Kurs BCA Hari Ini (9 Februari 2026)
Berikut rincian kurs BCA hari ini berdasarkan jenis transaksi:
-
e-Rate BCA
-
Kurs jual: Rp16.880 per dolar AS
-
Kurs beli: Rp16.860 per dolar AS
-
Update: 10.17 WIB
-
-
TT Counter BCA
-
Kurs jual: Rp17.005 per dolar AS
-
Kurs beli: Rp16.705 per dolar AS
-
Update: 08.04 WIB
-
-
Bank Notes BCA
-
Kurs jual: Rp17.005 per dolar AS
-
Kurs beli: Rp16.705 per dolar AS
-
Update: 08.06 WIB
-
Data tersebut menunjukkan bahwa kurs dollar BCA di layanan counter dan bank notes telah menembus level Rp17.000 per dolar AS, sementara kurs BCA e-rate relatif lebih kompetitif dan berada di bawah level tersebut. Kondisi ini membuat banyak nasabah lebih memilih transaksi digital karena selisih kurs yang lebih tipis.
Kurs BCA Ikuti Pelemahan Rupiah
Pelemahan rupiah hari ini turut mendorong pergerakan kurs BCA ke level yang lebih tinggi dibandingkan pekan lalu. Jika dibandingkan dengan akhir pekan, kurs jual BCA mengalami kenaikan puluhan poin, mencerminkan tekanan terhadap rupiah di pasar valas domestik.
Penguatan dolar AS di pasar global dan kehati-hatian investor terhadap aset berisiko menjadi salah satu faktor yang mempengaruhi pergerakan nilai tukar. Kondisi tersebut langsung tercermin pada nilai tukar BCA, baik di transaksi tunai maupun non-tunai.
Perbandingan Kurs BCA dengan Bank Lain
Dalam pemantauan kurs jual beli di delapan bank besar nasional, kurs jual BCA berada di kisaran Rp16.880 hingga Rp17.005 per dolar AS, tergantung jenis transaksi. Angka ini masih berada di tengah rentang pergerakan bank-bank besar lainnya, yang mencatat kurs jual antara Rp16.870 hingga Rp17.020 per dolar AS.

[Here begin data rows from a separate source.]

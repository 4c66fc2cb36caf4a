//! Household codes: the shared secret naming a synced document.

use rand::Rng;
use serde::{Deserialize, Serialize};
use std::fmt;

const CODE_PREFIX: &str = "CHEF-";
const CODE_SUFFIX_LEN: usize = 7;
const CODE_ALPHABET: &[u8] = b"0123456789ABCDEFGHIJKLMNOPQRSTUVWXYZ";

/// A normalized household code: trimmed and upper-case, never empty.
#[derive(Debug, Clone, PartialEq, Eq, Hash, Serialize, Deserialize)]
#[serde(try_from = "String", into = "String")]
pub struct HouseholdCode(String);

impl HouseholdCode {
    /// Normalizes user input. Returns `None` for blank input.
    pub fn parse(input: &str) -> Option<Self> {
        let normalized = input.trim().to_uppercase();
        if normalized.is_empty() {
            None
        } else {
            Some(Self(normalized))
        }
    }

    /// A fresh random code such as `CHEF-K3Q9ZP1`.
    pub fn generate() -> Self {
        Self::generate_with(&mut rand::rng())
    }

    pub fn generate_with<R: Rng + ?Sized>(rng: &mut R) -> Self {
        let suffix: String = (0..CODE_SUFFIX_LEN)
            .map(|_| CODE_ALPHABET[rng.random_range(0..CODE_ALPHABET.len())] as char)
            .collect();
        Self(format!("{}{}", CODE_PREFIX, suffix))
    }

    pub fn as_str(&self) -> &str {
        &self.0
    }
}

impl fmt::Display for HouseholdCode {
    fn fmt(&self, f: &mut fmt::Formatter<'_>) -> fmt::Result {
        f.write_str(&self.0)
    }
}

impl TryFrom<String> for HouseholdCode {
    type Error = String;

    fn try_from(value: String) -> Result<Self, Self::Error> {
        Self::parse(&value).ok_or_else(|| "household code cannot be blank".to_string())
    }
}

impl From<HouseholdCode> for String {
    fn from(code: HouseholdCode) -> Self {
        code.0
    }
}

Untuk kurs beli, kurs beli BCA tercatat di rentang Rp16.705 hingga Rp16.860 per dolar AS. Nilai tersebut juga relatif kompetitif dibandingkan bank lain, meski masih dipengaruhi oleh jenis layanan yang digunakan nasabah.
Jenis Kurs BCA yang Perlu Diketahui
Nasabah perlu memahami perbedaan jenis kurs BCA dolar agar bisa memilih layanan yang paling sesuai dengan kebutuhan:
-
e-Rate BCA: Berlaku untuk transaksi valas melalui e-Banking, biasanya menawarkan kurs paling kompetitif.
-
TT Counter BCA: Berlaku saat transaksi dilakukan langsung di counter cabang BCA.
-
Bank Notes BCA: Digunakan untuk transaksi jual beli valas dalam bentuk uang tunai fisik.

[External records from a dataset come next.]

#[cfg(test)]
mod tests {
    use super::*;
    use crate::models::{MealSelection, MealType, ValidationError};
    use rand::rngs::StdRng;
    use rand::SeedableRng;
    use serde_json::json;
    use std::sync::Mutex;

    /// Replies with canned text and records every request.
    struct StubService {
        reply: Result<String, u16>,
        requests: Mutex<Vec<GenerationRequest>>,
    }

    impl StubService {
        fn replying(text: impl Into<String>) -> Arc<Self> {
            Arc::new(Self {
                reply: Ok(text.into()),
                requests: Mutex::new(Vec::new()),
            })
        }

        fn failing(status: u16) -> Arc<Self> {
            Arc::new(Self {
                reply: Err(status),
                requests: Mutex::new(Vec::new()),
            })
        }

        fn calls(&self) -> usize {
            self.requests.lock().unwrap().len()
        }

        fn last_prompt(&self) -> String {
            self.requests.lock().unwrap().last().unwrap().prompt.clone()
        }
    }

    impl GenerationService for StubService {
        fn generate_json(
            &self,
            request: GenerationRequest,
        ) -> BoxFuture<'_, Result<String, GenerationError>> {
            self.requests.lock().unwrap().push(request);
            let reply = match &self.reply {
                Ok(text) => Ok(text.clone()),
                Err(status) => Err(GenerationError::from_response(*status, "stub failure")),
            };
            Box::pin(async move { reply })
        }
    }

    fn recipe_json(id: &str, name: &str, day: u32, meal_type: &str) -> Value {
        json!({
            "id": id,
            "name": name,
            "description": "",
            "day": day,
            "mealType": meal_type,
            "prepTime": "10 mins",
            "cookTime": "20 mins",
            "nutrition": { "calories": "500 kcal", "protein": "20g", "carbs": "50g", "fats": "10g" },
            "ingredients": [ { "name": "Rice", "quantity": "200g", "category": "Pantry" } ],
            "instructions": ["Cook."]
        })
    }

    fn plan_text(recipes: Vec<Value>) -> String {
        json!({ "recipes": recipes }).to_string()
    }

    #[tokio::test]
    async fn test_generate_three_days_lunch_and_dinner() {
        let reply = plan_text(vec![
            recipe_json("6", "Stew", 3, "Dinner"),
            recipe_json("1", "Salad", 1, "Lunch"),
            recipe_json("4", "Curry", 2, "Dinner"),
            recipe_json("2", "Pasta", 1, "Dinner"),
            recipe_json("5", "Wrap", 3, "Lunch"),
            recipe_json("3", "Soup", 2, "Lunch"),
        ]);
        let service = StubService::replying(reply);
        let generator = RecipeGenerator::new(service.clone());
        let settings = GenerationSettings {
            days: 3,
            meals: MealSelection {
                breakfast: false,
                lunch: true,
                dinner: true,
            },
            guidelines: vec![],
            adults: 2,
            kids: 0,
        };

        let recipes = generator.generate(&settings, &[]).await.unwrap();

        let days: Vec<u32> = recipes.iter().map(|r| r.day).collect();
        assert_eq!(days, vec![1, 1, 2, 2, 3, 3]);
        assert!(recipes
            .iter()
            .all(|r| matches!(r.meal_type, MealType::Lunch | MealType::Dinner)));
        assert_eq!(recipes[0].meal_type, MealType::Lunch);
        assert_eq!(recipes[1].meal_type, MealType::Dinner);

        let prompt = service.last_prompt();
        assert!(prompt.contains("Generate a meal plan for 3 days."));
        assert!(prompt.contains("Lunch, Dinner"));
        assert!(prompt.contains("2 adults and 0 children"));
    }

    #[tokio::test]
    async fn test_generate_validation_never_calls_service() {
        let service = StubService::replying(plan_text(vec![]));
        let generator = RecipeGenerator::new(service.clone());

        let mut settings = GenerationSettings::default();
        settings.days = 0;
        let err = generator.generate(&settings, &[]).await.unwrap_err();
        assert!(matches!(
            err,
            GenerationError::Validation(ValidationError::DaysOutOfRange(0))
        ));

        let mut settings = GenerationSettings::default();
        settings.meals = MealSelection {
            breakfast: false,
            lunch: false,
            dinner: false,
        };
        let err = generator.generate(&settings, &[]).await.unwrap_err();
        assert!(matches!(
            err,
            GenerationError::Validation(ValidationError::NoMealsSelected)
        ));

        assert_eq!(service.calls(), 0);
    }

    #[tokio::test]
    async fn test_generate_blank_or_missing_recipes_is_empty() {
        let generator = RecipeGenerator::new(StubService::replying("  "));
        let recipes = generator
            .generate(&GenerationSettings::default(), &[])
            .await
            .unwrap();
        assert!(recipes.is_empty());

        let generator = RecipeGenerator::new(StubService::replying("{}"));
        let recipes = generator
            .generate(&GenerationSettings::default(), &[])
            .await
            .unwrap();
        assert!(recipes.is_empty());
    }

    #[tokio::test]
    async fn test_generate_malformed_json_is_parse_error() {
        let generator = RecipeGenerator::new(StubService::replying("{not json"));
        let err = generator
            .generate(&GenerationSettings::default(), &[])
            .await
            .unwrap_err();
        assert!(matches!(err, GenerationError::Parse(_)));
    }

    #[tokio::test]
    async fn test_generate_auth_failure() {
        let service = StubService::failing(403);
        let generator = RecipeGenerator::new(service.clone());
        let err = generator
            .generate(&GenerationSettings::default(), &[])
            .await
            .unwrap_err();
        assert!(err.is_auth());
        assert_eq!(service.calls(), 1);
    }

    #[tokio::test]
    async fn test_generate_with_seeded_favorites() {
        let service = StubService::replying(plan_text(vec![]));
        let generator = RecipeGenerator::new(service.clone());
        let mut favorite = HistoryItem::from_recipe(
            &Recipe::new("f", "Grandma's Roast", 1, MealType::Dinner),
            chrono::Utc::now(),
        );
        favorite.is_starred = true;

        // Some seed eventually picks the single compatible favorite.
        let mut included = false;
        for seed in 0..16 {
            let mut rng = StdRng::seed_from_u64(seed);
            generator
                .generate_with(&GenerationSettings::default(), &[favorite.clone()], &mut rng)
                .await
                .unwrap();
            if service.last_prompt().contains("Grandma's Roast") {
                included = true;
                break;
            }
        }
        assert!(included);
    }

    #[tokio::test]
    async fn test_regenerate_no_matching_ids_skips_service() {
        let service = StubService::replying(plan_text(vec![]));
        let generator = RecipeGenerator::new(service.clone());
        let current = vec![Recipe::new("a", "Soup", 1, MealType::Lunch)];

        let result = generator
            .regenerate(&current, &["missing".to_string()], &[], None)
            .await
            .unwrap();

        assert_eq!(result, current);
        assert_eq!(service.calls(), 0);
    }

    #[tokio::test]
    async fn test_regenerate_merges_and_sorts() {
        let service = StubService::replying(plan_text(vec![recipe_json(
            "n1",
            "Veggie Tacos",
            1,
            "Lunch",
        )]));
        let generator = RecipeGenerator::new(service.clone());
        let current = vec![
            Recipe::new("a", "Beef Tacos", 1, MealType::Lunch),
            Recipe::new("b", "Roast", 1, MealType::Dinner),
            Recipe::new("c", "Oats", 2, MealType::Breakfast),
        ];

        let result = generator
            .regenerate(
                &current,
                &["a".to_string()],
                &["Make it vegetarian".to_string()],
                Some("no beans"),
            )
            .await
            .unwrap();

        let names: Vec<&str> = result.iter().map(|r| r.name.as_str()).collect();
        assert_eq!(names, vec!["Veggie Tacos", "Roast", "Oats"]);

        let prompt = service.last_prompt();
        assert!(prompt.contains("Beef Tacos"));
        assert!(!prompt.contains("Roast"));
        assert!(prompt.contains("Additional specific instruction: no beans"));
    }

    #[tokio::test]
    async fn test_regenerate_rekeys_colliding_ids() {
        let current = vec![
            Recipe::new("1", "Beef Tacos", 1, MealType::Lunch),
            Recipe::new("2", "Roast", 1, MealType::Dinner),
        ];

        // The replacement reuses the id of the kept Roast.
        let generator = RecipeGenerator::new(StubService::replying(plan_text(vec![
            recipe_json("2", "Veggie Tacos", 1, "Lunch"),
        ])));
        let plan = generator
            .regenerate(&current, &["1".to_string()], &[], None)
            .await
            .unwrap();
        assert_eq!(plan[0].name, "Veggie Tacos");
        assert_eq!(plan[1].name, "Roast");
        assert_eq!(plan[1].id, "2");
        assert_ne!(plan[0].id, "2");

        // Replacing the Roast must leave the lunch slot alone.
        let service = StubService::replying(plan_text(vec![recipe_json(
            "9", "Lamb", 1, "Dinner",
        )]));
        let generator = RecipeGenerator::new(service.clone());
        let plan = generator
            .regenerate(&plan, &["2".to_string()], &[], None)
            .await
            .unwrap();

        let names: Vec<&str> = plan.iter().map(|r| r.name.as_str()).collect();
        assert_eq!(names, vec!["Veggie Tacos", "Lamb"]);
        assert!(!service.last_prompt().contains("Veggie Tacos"));
    }

    #[tokio::test]
    async fn test_generate_gives_unique_ids() {
        let reply = plan_text(vec![
            recipe_json("1", "Salad", 1, "Dinner"),
            recipe_json("1", "Soup", 2, "Dinner"),
            recipe_json("", "Stew", 3, "Dinner"),
        ]);
        let generator = RecipeGenerator::new(StubService::replying(reply));

        let recipes = generator
            .generate(&GenerationSettings::default(), &[])
            .await
            .unwrap();

        assert_eq!(recipes[0].id, "1");
        let ids: HashSet<&str> = recipes.iter().map(|r| r.id.as_str()).collect();
        assert_eq!(ids.len(), 3);
        assert!(!ids.contains(""));
    }

    #[test]
    fn test_parse_recipes_reads_envelope() {
        let text = plan_text(vec![recipe_json("1", "Salad", 1, "Lunch")]);
        let recipes = parse_recipes(&text).unwrap();
        assert_eq!(recipes.len(), 1);
        assert_eq!(recipes[0].ingredients[0].name, "Rice");
        assert!(recipes[0].nutrition.is_some());
    }
}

Perbedaan jenis transaksi ini membuat kurs BCA hari ini bisa bervariasi meski dalam hari yang sama, tergantung kanal yang digunakan nasabah.
Kurs BCA Jadi Acuan Nasabah dan Pelaku Usaha
Pergerakan kurs BCA menjadi acuan penting bagi nasabah individu, pelaku usaha, hingga importir dan eksportir. Fluktuasi kurs beli BCA dan kurs jual BCA berdampak langsung pada biaya transaksi internasional, pembayaran impor, hingga perencanaan keuangan perusahaan.
Dengan rupiah yang masih bergerak fluktuatif, nasabah disarankan memantau kurs BCA hari ini secara berkala, terutama bagi yang memiliki kebutuhan transaksi dolar AS dalam waktu dekat. Selisih kurs antar layanan bisa menjadi faktor penentu efisiensi transaksi, khususnya saat nilai tukar berada di level tinggi seperti saat ini.
Kondisi pasar global dan sentimen domestik diperkirakan masih akan mempengaruhi pergerakan rupiah ke depan, sehingga kurs BCA dolar berpotensi terus bergerak dinamis dalam beberapa hari mendatang. (nsp)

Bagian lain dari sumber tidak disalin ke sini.